BRIEF
Only the lines from the start of the entries through the line with "use tracing_subscriber::EnvFilter;" are wanted; please output them exactly.

═════ THE DATA ═════

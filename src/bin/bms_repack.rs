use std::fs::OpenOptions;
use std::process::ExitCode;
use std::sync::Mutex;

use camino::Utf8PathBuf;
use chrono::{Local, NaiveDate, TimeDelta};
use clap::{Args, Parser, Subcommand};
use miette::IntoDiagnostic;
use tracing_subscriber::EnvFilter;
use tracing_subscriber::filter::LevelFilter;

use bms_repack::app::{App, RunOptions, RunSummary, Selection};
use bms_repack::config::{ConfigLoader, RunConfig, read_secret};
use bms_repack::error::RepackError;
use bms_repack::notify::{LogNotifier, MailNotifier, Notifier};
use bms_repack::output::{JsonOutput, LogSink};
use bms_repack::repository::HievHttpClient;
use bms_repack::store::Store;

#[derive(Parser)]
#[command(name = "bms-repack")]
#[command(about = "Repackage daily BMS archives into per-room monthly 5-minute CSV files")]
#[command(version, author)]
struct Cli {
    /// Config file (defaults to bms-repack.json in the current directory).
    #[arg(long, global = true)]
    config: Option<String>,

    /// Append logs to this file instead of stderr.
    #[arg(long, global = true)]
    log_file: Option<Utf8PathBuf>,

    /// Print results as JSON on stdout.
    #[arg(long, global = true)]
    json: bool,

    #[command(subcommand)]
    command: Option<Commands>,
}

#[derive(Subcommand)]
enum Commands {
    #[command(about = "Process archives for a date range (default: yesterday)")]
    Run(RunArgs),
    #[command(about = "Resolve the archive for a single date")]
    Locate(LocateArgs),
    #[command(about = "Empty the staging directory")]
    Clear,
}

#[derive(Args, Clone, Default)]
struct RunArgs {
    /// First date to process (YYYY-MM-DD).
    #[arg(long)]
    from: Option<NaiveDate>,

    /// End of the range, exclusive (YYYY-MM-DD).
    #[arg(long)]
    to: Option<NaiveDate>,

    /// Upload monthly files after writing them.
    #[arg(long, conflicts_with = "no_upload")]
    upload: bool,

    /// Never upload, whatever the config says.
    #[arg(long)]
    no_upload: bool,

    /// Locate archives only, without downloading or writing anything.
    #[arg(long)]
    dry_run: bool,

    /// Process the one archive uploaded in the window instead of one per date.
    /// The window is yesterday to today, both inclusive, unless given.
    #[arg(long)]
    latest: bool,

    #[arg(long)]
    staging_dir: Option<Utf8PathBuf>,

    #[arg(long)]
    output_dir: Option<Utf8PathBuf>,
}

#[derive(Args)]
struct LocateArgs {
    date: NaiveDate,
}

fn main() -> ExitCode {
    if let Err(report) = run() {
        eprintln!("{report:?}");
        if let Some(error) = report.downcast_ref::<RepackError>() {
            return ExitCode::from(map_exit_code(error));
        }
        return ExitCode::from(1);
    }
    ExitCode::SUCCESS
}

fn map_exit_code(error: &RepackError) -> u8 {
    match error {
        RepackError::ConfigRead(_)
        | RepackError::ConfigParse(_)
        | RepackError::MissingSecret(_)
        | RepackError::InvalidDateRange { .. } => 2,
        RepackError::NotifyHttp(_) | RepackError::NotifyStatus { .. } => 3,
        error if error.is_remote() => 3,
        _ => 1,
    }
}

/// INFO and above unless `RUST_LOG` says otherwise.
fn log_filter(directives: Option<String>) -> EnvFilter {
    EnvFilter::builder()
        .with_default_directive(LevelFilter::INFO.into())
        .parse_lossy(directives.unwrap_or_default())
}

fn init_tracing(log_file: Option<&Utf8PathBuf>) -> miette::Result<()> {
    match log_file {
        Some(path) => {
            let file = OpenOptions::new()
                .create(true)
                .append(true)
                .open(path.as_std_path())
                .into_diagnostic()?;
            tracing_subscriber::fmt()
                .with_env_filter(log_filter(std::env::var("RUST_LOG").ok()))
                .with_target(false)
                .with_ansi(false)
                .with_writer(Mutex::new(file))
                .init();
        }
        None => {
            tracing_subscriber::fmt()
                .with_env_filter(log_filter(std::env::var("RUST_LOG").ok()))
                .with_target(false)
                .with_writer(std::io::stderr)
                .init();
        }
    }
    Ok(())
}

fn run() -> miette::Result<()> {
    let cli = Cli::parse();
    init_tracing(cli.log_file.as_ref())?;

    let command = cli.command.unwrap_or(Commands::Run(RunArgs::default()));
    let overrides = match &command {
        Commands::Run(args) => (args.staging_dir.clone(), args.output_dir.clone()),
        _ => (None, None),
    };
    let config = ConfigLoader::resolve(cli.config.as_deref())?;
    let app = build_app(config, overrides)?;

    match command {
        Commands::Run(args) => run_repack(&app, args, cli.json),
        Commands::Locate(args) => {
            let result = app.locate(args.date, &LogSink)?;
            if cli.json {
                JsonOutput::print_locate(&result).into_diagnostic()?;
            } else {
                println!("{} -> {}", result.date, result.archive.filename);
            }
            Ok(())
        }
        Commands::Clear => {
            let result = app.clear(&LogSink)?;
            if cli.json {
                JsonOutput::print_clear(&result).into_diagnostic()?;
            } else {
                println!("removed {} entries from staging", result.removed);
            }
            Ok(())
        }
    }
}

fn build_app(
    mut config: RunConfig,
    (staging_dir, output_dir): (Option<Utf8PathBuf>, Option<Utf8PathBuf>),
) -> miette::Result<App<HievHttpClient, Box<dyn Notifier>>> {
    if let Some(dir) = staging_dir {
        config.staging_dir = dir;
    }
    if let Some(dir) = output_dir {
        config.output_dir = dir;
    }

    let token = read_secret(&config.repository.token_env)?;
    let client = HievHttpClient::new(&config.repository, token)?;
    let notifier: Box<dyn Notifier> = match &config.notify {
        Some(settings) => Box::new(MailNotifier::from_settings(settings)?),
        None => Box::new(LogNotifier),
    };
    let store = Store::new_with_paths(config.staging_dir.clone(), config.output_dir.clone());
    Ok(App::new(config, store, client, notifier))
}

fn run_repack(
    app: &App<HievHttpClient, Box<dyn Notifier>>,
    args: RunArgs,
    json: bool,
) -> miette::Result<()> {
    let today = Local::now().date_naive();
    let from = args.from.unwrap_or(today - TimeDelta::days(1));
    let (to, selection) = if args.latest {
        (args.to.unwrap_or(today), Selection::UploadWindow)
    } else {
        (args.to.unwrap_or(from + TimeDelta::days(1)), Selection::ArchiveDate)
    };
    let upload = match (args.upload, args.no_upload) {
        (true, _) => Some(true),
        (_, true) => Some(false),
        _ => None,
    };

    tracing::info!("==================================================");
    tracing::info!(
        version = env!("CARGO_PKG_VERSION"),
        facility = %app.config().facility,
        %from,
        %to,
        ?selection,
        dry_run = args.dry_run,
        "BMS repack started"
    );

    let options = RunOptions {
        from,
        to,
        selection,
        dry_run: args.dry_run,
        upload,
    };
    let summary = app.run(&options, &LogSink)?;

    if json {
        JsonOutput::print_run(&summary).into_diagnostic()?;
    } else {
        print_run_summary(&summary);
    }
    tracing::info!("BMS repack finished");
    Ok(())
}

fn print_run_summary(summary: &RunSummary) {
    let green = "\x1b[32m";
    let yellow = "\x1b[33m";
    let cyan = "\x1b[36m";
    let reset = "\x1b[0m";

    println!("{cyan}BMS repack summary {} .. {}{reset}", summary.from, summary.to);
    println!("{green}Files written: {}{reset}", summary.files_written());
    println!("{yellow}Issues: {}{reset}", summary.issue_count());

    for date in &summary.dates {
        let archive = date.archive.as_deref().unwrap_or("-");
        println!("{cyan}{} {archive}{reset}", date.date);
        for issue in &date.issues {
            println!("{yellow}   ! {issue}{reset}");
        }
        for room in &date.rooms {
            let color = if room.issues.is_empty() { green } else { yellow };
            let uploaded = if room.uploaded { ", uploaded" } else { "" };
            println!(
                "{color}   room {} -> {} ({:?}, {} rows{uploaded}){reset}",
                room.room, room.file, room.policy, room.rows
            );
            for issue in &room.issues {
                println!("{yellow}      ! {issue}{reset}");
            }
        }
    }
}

═════

RESPONSE AREA
filename src/bin/bms_repack.rs
use std::fs::OpenOptions;
use std::process::ExitCode;
use std::sync::Mutex;

use camino::Utf8PathBuf;
use chrono::{Local, NaiveDate, TimeDelta};
use clap::{Args, Parser, Subcommand};
use miette::IntoDiagnostic;
use tracing_subscriber::EnvFilter;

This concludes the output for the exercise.